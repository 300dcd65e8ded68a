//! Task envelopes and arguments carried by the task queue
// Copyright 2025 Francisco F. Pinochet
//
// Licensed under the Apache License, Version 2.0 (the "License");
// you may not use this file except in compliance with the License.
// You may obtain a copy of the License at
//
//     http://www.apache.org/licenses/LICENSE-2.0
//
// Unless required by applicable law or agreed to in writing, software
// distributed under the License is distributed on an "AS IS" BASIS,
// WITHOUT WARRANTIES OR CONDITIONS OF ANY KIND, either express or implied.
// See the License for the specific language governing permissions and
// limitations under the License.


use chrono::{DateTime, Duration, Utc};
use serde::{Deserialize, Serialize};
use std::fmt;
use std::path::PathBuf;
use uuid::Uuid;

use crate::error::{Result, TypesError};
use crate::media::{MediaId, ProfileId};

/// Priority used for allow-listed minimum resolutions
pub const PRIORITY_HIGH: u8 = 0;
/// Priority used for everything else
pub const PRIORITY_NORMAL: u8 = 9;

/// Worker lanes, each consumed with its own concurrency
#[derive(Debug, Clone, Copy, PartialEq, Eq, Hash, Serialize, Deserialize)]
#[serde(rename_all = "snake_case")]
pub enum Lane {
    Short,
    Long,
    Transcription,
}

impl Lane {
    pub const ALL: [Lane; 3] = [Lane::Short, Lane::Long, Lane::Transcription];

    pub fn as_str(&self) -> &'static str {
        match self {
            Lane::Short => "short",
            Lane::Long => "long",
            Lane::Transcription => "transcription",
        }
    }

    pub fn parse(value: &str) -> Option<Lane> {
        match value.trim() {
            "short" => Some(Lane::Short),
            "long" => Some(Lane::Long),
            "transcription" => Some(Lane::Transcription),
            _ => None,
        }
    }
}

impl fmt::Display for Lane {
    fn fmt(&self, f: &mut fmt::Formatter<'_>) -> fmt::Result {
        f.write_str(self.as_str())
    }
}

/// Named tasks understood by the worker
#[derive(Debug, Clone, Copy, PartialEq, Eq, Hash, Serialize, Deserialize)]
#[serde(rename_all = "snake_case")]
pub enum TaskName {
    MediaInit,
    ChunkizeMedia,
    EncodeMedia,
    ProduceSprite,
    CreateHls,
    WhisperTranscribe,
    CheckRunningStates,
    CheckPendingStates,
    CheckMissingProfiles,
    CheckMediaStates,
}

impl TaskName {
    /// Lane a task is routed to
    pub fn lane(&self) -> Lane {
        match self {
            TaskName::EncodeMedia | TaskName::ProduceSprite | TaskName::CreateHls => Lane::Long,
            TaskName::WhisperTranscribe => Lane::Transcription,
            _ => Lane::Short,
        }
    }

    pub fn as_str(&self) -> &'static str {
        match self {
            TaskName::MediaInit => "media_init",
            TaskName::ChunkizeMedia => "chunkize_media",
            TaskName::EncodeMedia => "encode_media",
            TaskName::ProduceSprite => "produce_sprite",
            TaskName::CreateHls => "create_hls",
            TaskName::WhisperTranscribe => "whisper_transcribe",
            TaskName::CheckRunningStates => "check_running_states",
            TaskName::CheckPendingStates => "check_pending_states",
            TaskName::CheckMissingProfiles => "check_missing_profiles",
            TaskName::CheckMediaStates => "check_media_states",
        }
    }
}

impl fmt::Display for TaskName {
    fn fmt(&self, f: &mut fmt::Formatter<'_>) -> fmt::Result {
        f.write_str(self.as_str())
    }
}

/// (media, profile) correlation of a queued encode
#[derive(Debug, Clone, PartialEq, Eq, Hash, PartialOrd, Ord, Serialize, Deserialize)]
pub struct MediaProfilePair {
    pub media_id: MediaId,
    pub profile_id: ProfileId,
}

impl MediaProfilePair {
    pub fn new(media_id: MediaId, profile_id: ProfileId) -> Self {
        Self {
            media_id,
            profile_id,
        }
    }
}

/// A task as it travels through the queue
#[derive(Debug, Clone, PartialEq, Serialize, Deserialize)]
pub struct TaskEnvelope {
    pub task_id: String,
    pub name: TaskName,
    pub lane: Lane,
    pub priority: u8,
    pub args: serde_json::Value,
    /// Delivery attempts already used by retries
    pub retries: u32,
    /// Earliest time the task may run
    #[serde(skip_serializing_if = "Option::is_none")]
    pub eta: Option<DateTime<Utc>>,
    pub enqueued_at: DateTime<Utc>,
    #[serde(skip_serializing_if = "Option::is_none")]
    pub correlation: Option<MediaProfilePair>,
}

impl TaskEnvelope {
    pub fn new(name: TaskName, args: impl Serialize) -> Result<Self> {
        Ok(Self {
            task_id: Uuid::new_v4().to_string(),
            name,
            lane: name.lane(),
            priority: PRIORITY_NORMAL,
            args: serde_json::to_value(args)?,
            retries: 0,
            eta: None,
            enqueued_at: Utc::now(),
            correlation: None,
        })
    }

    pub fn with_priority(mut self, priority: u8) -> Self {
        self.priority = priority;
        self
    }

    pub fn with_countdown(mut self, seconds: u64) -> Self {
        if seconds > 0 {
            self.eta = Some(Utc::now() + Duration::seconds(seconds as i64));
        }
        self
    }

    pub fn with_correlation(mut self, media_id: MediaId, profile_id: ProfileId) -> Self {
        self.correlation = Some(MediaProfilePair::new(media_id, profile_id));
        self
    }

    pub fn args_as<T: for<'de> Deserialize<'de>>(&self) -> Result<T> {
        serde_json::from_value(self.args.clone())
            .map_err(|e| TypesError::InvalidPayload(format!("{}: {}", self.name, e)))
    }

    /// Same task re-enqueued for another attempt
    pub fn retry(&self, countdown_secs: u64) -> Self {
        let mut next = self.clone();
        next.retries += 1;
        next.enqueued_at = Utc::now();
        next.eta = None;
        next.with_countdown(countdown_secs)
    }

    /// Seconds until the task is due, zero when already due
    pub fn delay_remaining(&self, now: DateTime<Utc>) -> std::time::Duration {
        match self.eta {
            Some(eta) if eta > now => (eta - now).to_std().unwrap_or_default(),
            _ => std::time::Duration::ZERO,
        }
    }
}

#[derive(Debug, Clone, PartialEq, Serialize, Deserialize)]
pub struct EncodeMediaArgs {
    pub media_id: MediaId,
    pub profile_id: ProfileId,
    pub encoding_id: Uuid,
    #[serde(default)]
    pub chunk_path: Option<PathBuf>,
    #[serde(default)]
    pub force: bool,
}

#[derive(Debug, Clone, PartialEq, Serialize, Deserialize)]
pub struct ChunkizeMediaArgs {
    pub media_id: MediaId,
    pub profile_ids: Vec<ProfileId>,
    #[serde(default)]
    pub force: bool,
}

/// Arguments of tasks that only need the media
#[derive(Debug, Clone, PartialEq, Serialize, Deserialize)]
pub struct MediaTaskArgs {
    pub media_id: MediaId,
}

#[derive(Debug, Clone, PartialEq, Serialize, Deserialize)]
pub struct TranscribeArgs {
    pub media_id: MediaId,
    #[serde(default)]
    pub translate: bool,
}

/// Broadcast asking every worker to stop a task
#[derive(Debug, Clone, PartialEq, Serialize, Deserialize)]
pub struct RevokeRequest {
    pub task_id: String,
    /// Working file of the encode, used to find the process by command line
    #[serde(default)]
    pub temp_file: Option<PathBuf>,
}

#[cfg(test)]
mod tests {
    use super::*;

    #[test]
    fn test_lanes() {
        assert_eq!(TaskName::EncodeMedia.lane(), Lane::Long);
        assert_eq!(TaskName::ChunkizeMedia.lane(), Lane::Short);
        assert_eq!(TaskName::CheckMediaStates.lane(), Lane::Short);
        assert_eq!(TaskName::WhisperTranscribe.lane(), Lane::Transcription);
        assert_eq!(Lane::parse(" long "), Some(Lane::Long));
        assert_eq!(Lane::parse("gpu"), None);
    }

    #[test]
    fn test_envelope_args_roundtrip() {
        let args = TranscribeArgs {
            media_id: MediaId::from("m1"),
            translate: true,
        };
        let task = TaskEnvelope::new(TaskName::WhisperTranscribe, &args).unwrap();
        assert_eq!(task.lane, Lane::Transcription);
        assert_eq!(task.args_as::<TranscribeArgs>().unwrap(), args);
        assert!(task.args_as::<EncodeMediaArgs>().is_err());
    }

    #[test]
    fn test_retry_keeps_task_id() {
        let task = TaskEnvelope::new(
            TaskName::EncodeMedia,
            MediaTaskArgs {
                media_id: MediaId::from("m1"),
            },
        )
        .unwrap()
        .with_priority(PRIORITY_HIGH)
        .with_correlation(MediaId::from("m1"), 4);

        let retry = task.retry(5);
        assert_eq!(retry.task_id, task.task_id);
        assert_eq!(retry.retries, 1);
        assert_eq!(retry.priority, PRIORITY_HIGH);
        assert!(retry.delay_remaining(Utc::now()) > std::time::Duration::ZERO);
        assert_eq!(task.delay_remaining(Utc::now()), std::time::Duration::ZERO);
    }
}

Task prompt
Referring to the material above, set down exactly the lines between the line with "assert!(task.args_as::<EncodeMediaArgs>().is_err());" and the line with "let retry = task.retry(5);", inclusive, and no other lines.

Output of the task
        assert!(task.args_as::<EncodeMediaArgs>().is_err());
    }

    #[test]
    fn test_retry_keeps_task_id() {
        let task = TaskEnvelope::new(
            TaskName::EncodeMedia,
            MediaTaskArgs {
                media_id: MediaId::from("m1"),
            },
        )
        .unwrap()
        .with_priority(PRIORITY_HIGH)
        .with_correlation(MediaId::from("m1"), 4);

        let retry = task.retry(5);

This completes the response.